● Data to process
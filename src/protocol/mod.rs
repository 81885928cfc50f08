//! JDWP-facing data model
//!
//! Thin mirror of the wire concepts the engine consumes: identifiers,
//! events and the event sets that group them. Byte-level framing lives in
//! the transport, which is an external collaborator (see
//! [`transport::Transport`]).

pub mod transport;

use serde::{Deserialize, Serialize};
use std::fmt;

use crate::common::{Error, Result};

macro_rules! id_type {
    ($(#[$doc:meta])* $name:ident) => {
        $(#[$doc])*
        #[derive(
            Debug, Clone, Copy, PartialEq, Eq, Hash, PartialOrd, Ord, Serialize, Deserialize,
        )]
        pub struct $name(pub u64);

        impl fmt::Display for $name {
            fn fmt(&self, f: &mut fmt::Formatter<'_>) -> fmt::Result {
                write!(f, "{}", self.0)
            }
        }
    };
}

id_type!(
    /// VM-side thread identifier
    ThreadId
);
id_type!(
    /// VM-side reference-type identifier; identifies a concrete loaded
    /// class binding, not a type name
    ClassId
);
id_type!(
    /// VM-side object identifier (used by instance filters)
    ObjectId
);
id_type!(
    /// Identifier of the event request that caused an event
    RequestId
);
id_type!(
    /// Registry-assigned breakpoint identifier
    BreakpointId
);
id_type!(
    /// Debug target identifier
    TargetId
);

/// A concrete class binding loaded into one target's classpath.
///
/// Identity is the VM-assigned [`ClassId`]; `name` and `project` exist for
/// matching and diagnostics. Two same-named classes from unrelated projects
/// have distinct ids and never alias.
#[derive(Debug, Clone, PartialEq, Eq, Serialize, Deserialize)]
pub struct ClassRef {
    pub id: ClassId,
    /// Fully qualified type name, e.g. `com.example.Main$Inner`
    pub name: String,
    /// Owning project on the client side
    pub project: String,
}

impl ClassRef {
    pub fn new(id: ClassId, name: impl Into<String>, project: impl Into<String>) -> Self {
        Self {
            id,
            name: name.into(),
            project: project.into(),
        }
    }
}

/// Source location inside a type
#[derive(Debug, Clone, PartialEq, Eq, Hash, Serialize, Deserialize)]
pub struct Location {
    pub class_name: String,
    pub line: u32,
}

impl Location {
    pub fn new(class_name: impl Into<String>, line: u32) -> Self {
        Self {
            class_name: class_name.into(),
            line,
        }
    }
}

impl fmt::Display for Location {
    fn fmt(&self, f: &mut fmt::Formatter<'_>) -> fmt::Result {
        write!(f, "{}:{}", self.class_name, self.line)
    }
}

/// Replacement bytecode for one already-loaded class, as carried by a
/// redefinition notification
#[derive(Debug, Clone, PartialEq, Eq)]
pub struct RedefinedClass {
    pub class: ClassRef,
    pub bytecode: Vec<u8>,
}

/// Kind of a VM event
#[derive(Debug, Clone, Copy, PartialEq, Eq, Serialize, Deserialize)]
#[serde(rename_all = "snake_case")]
pub enum EventKind {
    BreakpointHit,
    ClassPrepare,
    ThreadStart,
    ThreadDeath,
    MethodEntry,
    MethodExit,
    ExceptionThrown {
        /// Whether a catch location exists in the debuggee
        caught: bool,
    },
    FieldAccess,
    FieldModification,
    VmDeath,
}

impl EventKind {
    /// True for kinds that are routed through an event request and can
    /// therefore resolve to a breakpoint
    pub fn is_breakpoint_kind(&self) -> bool {
        matches!(
            self,
            EventKind::BreakpointHit
                | EventKind::MethodEntry
                | EventKind::MethodExit
                | EventKind::ExceptionThrown { .. }
                | EventKind::FieldAccess
                | EventKind::FieldModification
        )
    }
}

/// A single VM event
#[derive(Debug, Clone, PartialEq, Eq, Serialize, Deserialize)]
pub struct Event {
    pub kind: EventKind,
    /// Originating event request; `None` for unsolicited events such as
    /// thread start/death and VM death
    pub request: Option<RequestId>,
    pub thread: ThreadId,
    /// Class the event refers to: the prepared type for class-prepare, the
    /// entered type for method entry/exit
    pub class: Option<ClassRef>,
    /// Receiver object for instance-filterable events
    pub instance: Option<ObjectId>,
}

impl Event {
    pub fn new(kind: EventKind, thread: ThreadId) -> Self {
        Self {
            kind,
            request: None,
            thread,
            class: None,
            instance: None,
        }
    }

    pub fn with_request(mut self, request: RequestId) -> Self {
        self.request = Some(request);
        self
    }

    pub fn with_class(mut self, class: ClassRef) -> Self {
        self.class = Some(class);
        self
    }

    pub fn with_instance(mut self, instance: ObjectId) -> Self {
        self.instance = Some(instance);
        self
    }
}

/// Suspend policy of an event set, as reported by the VM
#[derive(Debug, Clone, Copy, PartialEq, Eq, Serialize, Deserialize)]
#[serde(rename_all = "snake_case")]
pub enum SuspendPolicy {
    /// Nothing was suspended; no resume is owed
    None,
    /// The event thread was suspended
    EventThread,
    /// The whole VM was suspended
    All,
}

/// An ordered, non-empty group of events sharing one VM-side occurrence.
///
/// A set is delivered to consumers only as a whole; member events are never
/// visible independently before the set completes. Two breakpoints at the
/// same location hit simultaneously arrive as one set with two events.
#[derive(Debug, Clone, PartialEq, Eq, Serialize, Deserialize)]
pub struct EventSet {
    pub suspend_policy: SuspendPolicy,
    events: Vec<Event>,
}

impl EventSet {
    /// Create an event set; fails on an empty event list
    pub fn new(suspend_policy: SuspendPolicy, events: Vec<Event>) -> Result<Self> {
        if events.is_empty() {
            return Err(Error::Protocol("event set must not be empty".to_string()));
        }
        Ok(Self {
            suspend_policy,
            events,
        })
    }

    /// Create a single-event set
    pub fn single(suspend_policy: SuspendPolicy, event: Event) -> Self {
        Self {
            suspend_policy,
            events: vec![event],
        }
    }

    pub fn events(&self) -> &[Event] {
        &self.events
    }

    /// Thread the set's occurrence happened on (events in a set share one
    /// VM-side occurrence)
    pub fn thread(&self) -> ThreadId {
        self.events[0].thread
    }

    pub fn len(&self) -> usize {
        self.events.len()
    }

    pub fn is_empty(&self) -> bool {
        false
    }
}

#[cfg(test)]
mod tests {
    use super::*;

    #[test]
    fn test_empty_event_set_rejected() {
        let err = EventSet::new(SuspendPolicy::None, vec![]).unwrap_err();
        assert!(matches!(err, Error::Protocol(_)));
    }

    #[test]
    fn test_set_thread_is_first_event_thread() {
        let set = EventSet::new(
            SuspendPolicy::EventThread,
            vec![
                Event::new(EventKind::BreakpointHit, ThreadId(7)),
                Event::new(EventKind::BreakpointHit, ThreadId(7)),
            ],
        )
        .unwrap();
        assert_eq!(set.thread(), ThreadId(7));
        assert_eq!(set.len(), 2);
    }
}
//! Transport seam between the engine and the debuggee VM
//!
//! The transport owns byte-level JDWP framing and is an external
//! collaborator; the engine sees it as an async command surface plus an
//! inbound channel of event sets. Exactly one consumer per target drains
//! that channel, in order.

use async_trait::async_trait;
use tokio::sync::mpsc;

use crate::common::Result;
use crate::protocol::{EventSet, RedefinedClass, ThreadId};
use crate::target::StackFrame;

/// Commands the engine issues back to the debuggee VM.
///
/// Suspension is VM-initiated (via event-set suspend policies); the engine
/// only ever resumes, pops frames and redefines classes.
#[async_trait]
pub trait Transport: Send + Sync {
    /// Resume a single thread suspended by an event set
    async fn resume(&self, thread: ThreadId) -> Result<()>;

    /// Resume the whole VM after a suspend-all event set
    async fn resume_all(&self) -> Result<()>;

    /// Pop all frames above `drop_to` (inclusive of re-entry) and return the
    /// refreshed call stack, top frame first.
    ///
    /// A real client issues `StackFrame.PopFrames` followed by
    /// `ThreadReference.Frames`; collapsing the pair keeps the seam narrow.
    async fn pop_frames(&self, thread: ThreadId, drop_to: usize) -> Result<Vec<StackFrame>>;

    /// Redefine already-loaded classes (`VirtualMachine.RedefineClasses`)
    async fn redefine_classes(&self, classes: &[RedefinedClass]) -> Result<()>;
}

/// Create the per-target event-set channel.
///
/// The transport's reader task sends; the dispatcher's consumer loop is the
/// single receiver.
pub fn event_channel(capacity: usize) -> (mpsc::Sender<EventSet>, mpsc::Receiver<EventSet>) {
    mpsc::channel(capacity)
}
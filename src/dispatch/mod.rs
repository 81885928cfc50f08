//! Event dispatch: voting, dispatch jobs and the per-target dispatcher

pub mod dispatcher;
pub mod job;
pub mod voting;

pub use dispatcher::{ConditionEvaluator, EventDispatcher, EventSetListener};
pub use job::{JobKey, JobPhase, JobTracker};
pub use voting::{reduce, Decision, Vote, VoteListener, VotingEngine};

● About this task
Determine the number of lines in the listing that hold the word "concrete". Nothing but that number is wanted.

● Exercise answer
2